Say how many lines in the following data hold the word "origin". Write nothing but that number.
───
//! Prism 的 GPU 后端
//!
//! 以 CPU 上的数据并行（rayon）模拟 compute device：
//! - `resources`：typed device buffer 与 2D storage image
//! - `commands`：按提交顺序立即执行的命令流
//! - `raytracing`：BLAS / TLAS 两级加速结构

pub mod commands;
pub mod raytracing;
pub mod resources;
#[cfg(test)]
mod tests {
    use super::*;
    use crate::shapes::cube::Cube;
    use crate::shapes::quad::Quad;
    use glam::Quat;

    struct Harness {
        scene: GpuScene,
        cmd: GfxCommandBuffer,
        resource_manager: GfxResourceManager,
        frame_id: u64,
    }
    impl Harness {
        fn new() -> Self {
            let mut scene = GpuScene::new(UVec2::new(32, 32));
            scene.add_camera(CameraComponent::look_at(Vec3::new(0.0, 0.0, 3.0), Vec3::ZERO));
            Self {
                scene,
                cmd: GfxCommandBuffer::new("test"),
                resource_manager: GfxResourceManager::new(),
                frame_id: 1,
            }
        }

        fn upload(&mut self) -> u64 {
            let before = self.cmd.write_count();
            self.cmd.begin();
            self.scene.upload_render_data(&mut self.cmd, &mut self.resource_manager, self.frame_id);
            self.cmd.end();
            self.cmd.write_count() - before
        }

        fn end_frame(&mut self) {
            self.scene.advance_frame();
            self.frame_id += 1;
            self.resource_manager.cleanup(self.frame_id);
        }

        fn add_instance(&mut self, mesh: u32, transform: TransformComponent) -> (u32, u32) {
            let instance = self.scene.register_instance();
            self.scene.set_instance_mesh_id(instance, mesh);
            let t = self.scene.add_transform(&transform);
            self.scene.bind_transform(instance, t);
            (instance, t)
        }
    }

    #[test]
    fn test_miss_and_hit() {
        let mut h = Harness::new();
        let mesh = h.scene.add_static_mesh(Quad::mesh_data());
        let rotation = Quat::from_rotation_y(0.4);
        let transform = TransformComponent::from_trs(Vec3::new(0.5, 0.0, -2.0), rotation, Vec3::splat(2.0));
        let (instance, _) = h.add_instance(mesh, transform);
        h.upload();

        let miss = GfxRay::new(Vec3::new(0.0, 10.0, 3.0), Vec3::NEG_Z);
        assert!(!h.scene.intersect(&miss).valid());
        assert!(!h.scene.has_hit(&miss));

        let origin = Vec3::new(0.3, 0.4, 3.0);
        let ray = GfxRay::new(origin, Vec3::NEG_Z);
        let hit = h.scene.intersect(&ray);
        assert!(hit.valid());
        assert_eq!(hit.instance_id, instance);
        assert!(h.scene.has_hit(&ray));

        // 解析解：平面过 (0.5, 0, -2)，法线为旋转后的 +Z
        let normal = rotation * Vec3::Z;
        let t = (Vec3::new(0.5, 0.0, -2.0) - origin).dot(normal) / Vec3::NEG_Z.dot(normal);
        assert!(hit.position.abs_diff_eq(origin + Vec3::NEG_Z * t, 1e-4));
        assert!((hit.depth - t).abs() < 1e-4);
        assert!(hit.triangle_normal.abs_diff_eq(normal, 1e-5));
        assert!(hit.vertex_normal.abs_diff_eq(normal, 1e-5));
        assert!(hit.front_face);
        assert_eq!(hit.material_id, prismsl::INVALID_ID);
    }

    #[test]
    fn test_upload_is_idempotent() {
        let mut h = Harness::new();
        let mesh = h.scene.add_static_mesh(Cube::mesh_data());
        let material = h.scene.add_material(&MaterialComponent::default());
        h.scene.set_static_mesh_material(mesh, material);
        let light = h.scene.add_light(&LightComponent::point(Vec3::ONE, 1.0));
        let (_, t) = h.add_instance(mesh, TransformComponent::default());
        h.scene.bind_light_transform(light, t);

        assert!(h.upload() > 0);
        assert!(!h.scene.is_dirty());
        assert_eq!(h.upload(), 0);

        let builds = h.scene.acceleration().build_count();
        h.end_frame();
        assert_eq!(h.upload(), 0);
        assert_eq!(h.scene.acceleration().build_count(), builds);
        assert_eq!(h.scene.material(material).base_color, MaterialComponent::default().base_color);
        assert_eq!(h.scene.material(99).base_color, prismsl::Material::default().base_color);
    }

    #[test]
    fn test_remove_mesh_hides_instances() {
        let mut h = Harness::new();
        let mesh = h.scene.add_static_mesh(Quad::mesh_data());
        let (a, _) = h.add_instance(mesh, TransformComponent::default());
        let (b, _) = h.add_instance(mesh, TransformComponent::from_translation(Vec3::X * 3.0));
        h.upload();
        let blas = h.scene.mesh_proxy().blas(mesh).unwrap();
        assert!(h.scene.shape_proxy().is_visible(a));

        h.end_frame();
        h.scene.remove_static_mesh(mesh);
        h.upload();

        for instance in [a, b] {
            assert!(!h.scene.shape_proxy().is_visible(instance));
            assert_eq!(h.scene.shape(instance).unwrap().visible, 0);
        }
        assert_eq!(h.scene.acceleration().blas_reference_count(blas), 0);
        assert!(!h.scene.intersect(&GfxRay::new(Vec3::new(0.0, 0.0, 3.0), Vec3::NEG_Z)).valid());

        // 延迟销毁：FIF 帧之后才真正释放
        let pending = h.resource_manager.pending_count();
        assert!(pending > 0);
        h.end_frame();
        assert_eq!(h.resource_manager.pending_count(), pending);
        for _ in 0..3 {
            h.end_frame();
        }
        assert_eq!(h.resource_manager.pending_count(), 0);
    }

    #[test]
    fn test_remove_mesh_then_rebind_in_same_frame() {
        let mut h = Harness::new();
        let quad = h.scene.add_static_mesh(Quad::mesh_data());
        let cube = h.scene.add_static_mesh(Cube::mesh_data());
        let (a, _) = h.add_instance(quad, TransformComponent::default());
        let (b, _) = h.add_instance(quad, TransformComponent::from_translation(Vec3::X * 3.0));
        h.upload();
        h.end_frame();

        // a 换成 cube；b 先显式设为可见，仍然因为 mesh 被删除而隐藏
        h.scene.set_instance_visibility(b, true);
        h.scene.remove_static_mesh(quad);
        h.scene.set_instance_mesh_id(a, cube);
        h.upload();

        let as_instance = h.scene.acceleration().instance(a).unwrap();
        assert!(as_instance.is_active());
        assert_eq!(as_instance.blas, h.scene.mesh_proxy().blas(cube));
        assert!(h.scene.shape_proxy().is_visible(a));
        assert_eq!(h.scene.shape(a).unwrap().mesh_id, cube);
        assert!(h.scene.intersect(&GfxRay::new(Vec3::new(0.0, 0.0, 3.0), Vec3::NEG_Z)).valid());

        assert!(!h.scene.acceleration().instance(b).unwrap().is_active());
        assert!(!h.scene.shape_proxy().is_visible(b));

        // 删除之后再显式设为可见，以最后一条命令为准
        h.end_frame();
        h.scene.set_instance_visibility(a, false);
        h.upload();
        h.end_frame();
        let new_quad = h.scene.add_static_mesh(Quad::mesh_data());
        h.scene.remove_static_mesh(cube);
        h.scene.set_instance_mesh_id(a, new_quad);
        h.scene.set_instance_visibility(a, true);
        h.upload();
        assert!(h.scene.shape_proxy().is_visible(a));
        assert!(h.scene.acceleration().instance(a).unwrap().is_active());
    }

    #[test]
    fn test_motion_vectors() {
        let mut h = Harness::new();
        let mesh = h.scene.add_static_mesh(Quad::mesh_data());
        let (_, t) = h.add_instance(mesh, TransformComponent::default());
        let ray = GfxRay::new(Vec3::new(0.0, 0.0, 3.0), Vec3::NEG_Z);

        h.upload();
        assert_eq!(h.scene.intersect(&ray).motion, Vec2::ZERO);
        h.end_frame();
        h.upload();
        assert_eq!(h.scene.intersect(&ray).motion, Vec2::ZERO);

        // 物体向 +X 移动，屏幕上向右
        h.end_frame();
        h.scene.update_transform(t, &TransformComponent::from_translation(Vec3::X * 0.1));
        h.upload();
        let motion = h.scene.intersect(&ray).motion;
        assert!(motion.x > 0.0 && motion.y.abs() < 1e-6);

        // 静止一帧后 motion 归零
        h.end_frame();
        h.upload();
        assert_eq!(h.scene.intersect(&ray).motion, Vec2::ZERO);
    }

    #[test]
    fn test_primary_ray_through_center() {
        let mut h = Harness::new();
        h.upload();
        let ray = h.scene.primary_ray(Vec2::new(16.0, 16.0));
        assert!(ray.direction.abs_diff_eq(Vec3::NEG_Z, 1e-6));
        assert_eq!(ray.origin, Vec3::new(0.0, 0.0, 3.0));

        let corner = h.scene.primary_ray(Vec2::ZERO);
        assert!(corner.direction.x < 0.0 && corner.direction.y > 0.0);
    }

    #[test]
    fn test_unregistered_instance_is_ignored() {
        let mut h = Harness::new();
        let mesh = h.scene.add_static_mesh(Quad::mesh_data());
        h.scene.set_instance_mesh_id(5, mesh);
        h.scene.set_instance_visibility(5, true);
        assert_eq!(h.scene.instance_count(), 0);
        assert!(h.scene.mesh_proxy().instance_mesh(5).is_none());
    }
}
use glam::{Mat4, Quat, Vec3};

/// 实体的 TRS 变换
#[derive(Copy, Clone, Debug, PartialEq)]
pub struct TransformComponent {
    pub translation: Vec3,
    pub rotation: Quat,
    pub scale: Vec3,
}
impl Default for TransformComponent {
    fn default() -> Self {
        Self {
            translation: Vec3::ZERO,
            rotation: Quat::IDENTITY,
            scale: Vec3::ONE,
        }
    }
}
impl TransformComponent {
    #[inline]
    pub fn from_translation(translation: Vec3) -> Self {
        Self {
            translation,
            ..Default::default()
        }
    }

    #[inline]
    pub fn from_trs(translation: Vec3, rotation: Quat, scale: Vec3) -> Self {
        Self {
            translation,
            rotation,
            scale,
        }
    }

    #[inline]
    pub fn matrix(&self) -> Mat4 {
        Mat4::from_scale_rotation_translation(self.scale, self.rotation, self.translation)
    }
}
use std::f32::consts::PI;

use glam::{Vec2, Vec3};
use rand::rngs::StdRng;
use rand::{Rng, SeedableRng};

/// 每个像素独立的随机数生成器，由 (frame, pixel) 决定
pub fn pixel_rng(frame_id: u64, pixel_index: u64) -> StdRng {
    StdRng::seed_from_u64(splitmix64(frame_id.wrapping_mul(0x9e37_79b9_7f4a_7c15) ^ pixel_index))
}

#[inline]
fn splitmix64(mut x: u64) -> u64 {
    x = x.wrapping_add(0x9e37_79b9_7f4a_7c15);
    x = (x ^ (x >> 30)).wrapping_mul(0xbf58_476d_1ce4_e5b9);
    x = (x ^ (x >> 27)).wrapping_mul(0x94d0_49bb_1331_11eb);
    x ^ (x >> 31)
}

#[inline]
pub fn random2d(rng: &mut StdRng) -> Vec2 {
    Vec2::new(rng.r#gen::<f32>(), rng.r#gen::<f32>())
}

/// 以 `n` 为 z 轴的正交基
pub fn orthonormal_basis(n: Vec3) -> (Vec3, Vec3) {
    // Duff et al. 2017
    let sign = 1.0f32.copysign(n.z);
    let a = -1.0 / (sign + n.z);
    let b = n.x * n.y * a;
    (
        Vec3::new(1.0 + sign * n.x * n.x * a, sign * b, -sign * n.x),
        Vec3::new(b, sign + n.y * n.y * a, -n.y),
    )
}

/// 局部坐标（z 为法线）转到世界坐标
#[inline]
pub fn to_world(local: Vec3, n: Vec3) -> Vec3 {
    let (t, b) = orthonormal_basis(n);
    t * local.x + b * local.y + n * local.z
}

/// 余弦加权的半球采样，pdf = cos / PI
pub fn cosine_sample_hemisphere(n: Vec3, u: Vec2) -> (Vec3, f32) {
    let r = u.x.sqrt();
    let phi = 2.0 * PI * u.y;
    let z = (1.0 - u.x).max(0.0).sqrt();
    let local = Vec3::new(r * phi.cos(), r * phi.sin(), z);
    (to_world(local, n).normalize(), z / PI)
}

#[inline]
pub fn cosine_hemisphere_pdf(n: Vec3, w: Vec3) -> f32 {
    n.dot(w).max(0.0) / PI
}

/// 单位球面上的均匀采样
pub fn uniform_sample_sphere(u: Vec2) -> Vec3 {
    let z = 1.0 - 2.0 * u.x;
    let r = (1.0 - z * z).max(0.0).sqrt();
    let phi = 2.0 * PI * u.y;
    Vec3::new(r * phi.cos(), r * phi.sin(), z)
}

/// MIS 的 balance heuristic
#[inline]
pub fn balance_heuristic(pdf_a: f32, pdf_b: f32) -> f32 {
    let sum = pdf_a + pdf_b;
    if sum <= 0.0 { 0.0 } else { pdf_a / sum }
}

#[cfg(test)]
mod tests {
    use super::*;

    #[test]
    fn test_basis_is_orthonormal() {
        for n in [Vec3::Z, Vec3::NEG_Z, Vec3::X, Vec3::new(0.3, -0.4, 0.5).normalize()] {
            let (t, b) = orthonormal_basis(n);
            assert!((t.length() - 1.0).abs() < 1e-5);
            assert!((b.length() - 1.0).abs() < 1e-5);
            assert!(t.dot(b).abs() < 1e-5 && t.dot(n).abs() < 1e-5 && b.dot(n).abs() < 1e-5);
        }
    }

    #[test]
    fn test_cosine_sample_pdf() {
        let mut rng = pixel_rng(3, 17);
        let n = Vec3::new(0.0, 1.0, 1.0).normalize();
        for _ in 0..64 {
            let (w, pdf) = cosine_sample_hemisphere(n, random2d(&mut rng));
            assert!(w.dot(n) >= 0.0);
            assert!((pdf - cosine_hemisphere_pdf(n, w)).abs() < 1e-4);
        }
    }

    #[test]
    fn test_pixel_rng_is_deterministic() {
        let a = random2d(&mut pixel_rng(5, 100));
        let b = random2d(&mut pixel_rng(5, 100));
        let c = random2d(&mut pixel_rng(6, 100));
        assert_eq!(a, b);
        assert_ne!(a, c);
    }

    #[test]
    fn test_balance_heuristic() {
        assert_eq!(balance_heuristic(1.0, 3.0), 0.25);
        assert_eq!(balance_heuristic(0.0, 0.0), 0.0);
        assert_eq!(balance_heuristic(2.0, 0.0), 1.0);
    }
}
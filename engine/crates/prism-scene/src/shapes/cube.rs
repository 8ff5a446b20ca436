use glam::{UVec3, Vec2, Vec3};

use crate::components::mesh::MeshData;

/// 坐标系：RightHand, X-Right, Y-Up
///
/// 以原点为中心、边长为 2 的立方体，每个面 4 个独立顶点，法线朝外
///
/// 每个面的三角形绕序 CCW（从外侧看）
pub struct Cube;
impl Cube {
    /// (法线, 面内的 u 轴, 面内的 v 轴)，满足 u x v = normal
    const FACES: [(Vec3, Vec3, Vec3); 6] = [
        (Vec3::X, Vec3::NEG_Z, Vec3::Y),
        (Vec3::NEG_X, Vec3::Z, Vec3::Y),
        (Vec3::Y, Vec3::X, Vec3::NEG_Z),
        (Vec3::NEG_Y, Vec3::X, Vec3::Z),
        (Vec3::Z, Vec3::X, Vec3::Y),
        (Vec3::NEG_Z, Vec3::NEG_X, Vec3::Y),
    ];

    pub fn mesh_data() -> MeshData {
        let mut positions = Vec::with_capacity(24);
        let mut normals = Vec::with_capacity(24);
        let mut uvs = Vec::with_capacity(24);
        let mut triangles = Vec::with_capacity(12);

        for (normal, u, v) in Self::FACES {
            let base = positions.len() as u32;
            for (du, dv) in [(-1.0, -1.0), (1.0, -1.0), (1.0, 1.0), (-1.0, 1.0)] {
                positions.push(normal + u * du + v * dv);
                normals.push(normal);
                uvs.push(Vec2::new((du + 1.0) * 0.5, (1.0 - dv) * 0.5));
            }
            triangles.push(UVec3::new(base, base + 1, base + 2));
            triangles.push(UVec3::new(base, base + 2, base + 3));
        }

        MeshData::new(positions, triangles).with_normals(normals).with_uvs(uvs)
    }
}

#[cfg(test)]
mod tests {
    use super::*;

    #[test]
    fn test_faces_point_outward() {
        let data = Cube::mesh_data();
        assert!(data.validate().is_ok());
        assert_eq!(data.triangle_count(), 12);
        for (tri, flat) in data.triangles.iter().zip(data.corner_normals_or_flat().chunks(3)) {
            let center = (data.positions[tri.x as usize] + data.positions[tri.y as usize] + data.positions[tri.z as usize]) / 3.0;
            assert!(flat[0].dot(center) > 0.0);
            assert!(flat[0].abs_diff_eq(data.normals[tri.x as usize], 1e-6));
        }
    }
}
───
— WRITTEN ANSWER —
5